Monday, March 12, 2012

Tweet of the Week: Martin Tupper, Proverbial Wisdom


Martin Tupper, an English didactic writer popular in America due to copyright/ circulation circumstances and efforts to reconcile the two countries, had many ideological differences with Walt Whitman, especially regarding aristocracy/social orders and conservatism. However, Tupper’s Proverbial Philosophy, a text which Whitman owned, highlighted and may have even printed, employed the free verse form. It was not referred to as poetry by the author and was instead called “rhythmics.” Whitman appropriated this form, seeing it as the formal equivalent of his democratic philosophy.

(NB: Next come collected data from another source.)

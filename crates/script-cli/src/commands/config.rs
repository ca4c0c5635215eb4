use script_core::Config;
use std::path::Path;

const SAMPLE_CONFIG: &str = r#"# scriptdeck configuration

# Root folder; each sub-folder is a category.
scripts_dir: ~/Documents/WindowsScripts

categories:
  - UI Customizations
  - Performance Tweaks
  - Privacy Settings
  - Bloatware Removal
  - Security Enhancements
  - System Maintenance
  - Boot Options
  - Network Optimizations
  - Power Management
  - Default Apps

interpreters:
  powershell: powershell
  python: python
  cmd: cmd

history:
  enabled: true

# Refuse `run --undo` for scripts without `UNDOABLE: Yes` unless --force is given.
require_undoable: true
"#;

/// Show or initialize the config at `config_path`, or at the default
/// location when none is given.
pub async fn run(config_path: Option<&Path>, path: bool, init: bool) -> anyhow::Result<()> {
    let config_path = config_path
        .map(Path::to_path_buf)
        .unwrap_or_else(Config::default_path);

    if path {
        println!("{}", config_path.display());
        return Ok(());
    }

    if init {
        if config_path.exists() {
            println!("Config already exists at: {}", config_path.display());
            println!("Remove it first if you want to reinitialize.");
            return Ok(());
        }

        if let Some(parent) = config_path.parent() {
            std::fs::create_dir_all(parent)?;
        }
        std::fs::write(&config_path, SAMPLE_CONFIG)?;
        println!("Sample config written to: {}", config_path.display());
        return Ok(());
    }

    println!("Config path: {}", config_path.display());
    let config = if config_path.exists() {
        Config::load_from(&config_path)?
    } else {
        println!("Status:      not found, using defaults");
        println!("Run `scriptdeck config --init` to create one.");
        Config::empty()
    };
    print!("{}", config.to_yaml()?);

    Ok(())
}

Some of Tupper’s poetry in standard form may have influenced Whitman, as Tupper’s “Are you a Great Reader?” is evocative of Whitman’s “Have you practis’d so long to learn to read?” Tupper uses some very Whitman-ian language, such as “I am untamed, a spirit free and fleet.” He mentions a “dull, grazing ox” which Whitman inverts with “Oxen that rattle the yoke and chain…what is it that you express in your eyes? It seems to me more than all the print I have read in my life.” Apparently, Whitman’s lines sometimes intersect with Tupper’s in a dialogue that criticizes their “poetic commonplaces.” Early reviewers in England noticed and wrote about this connection.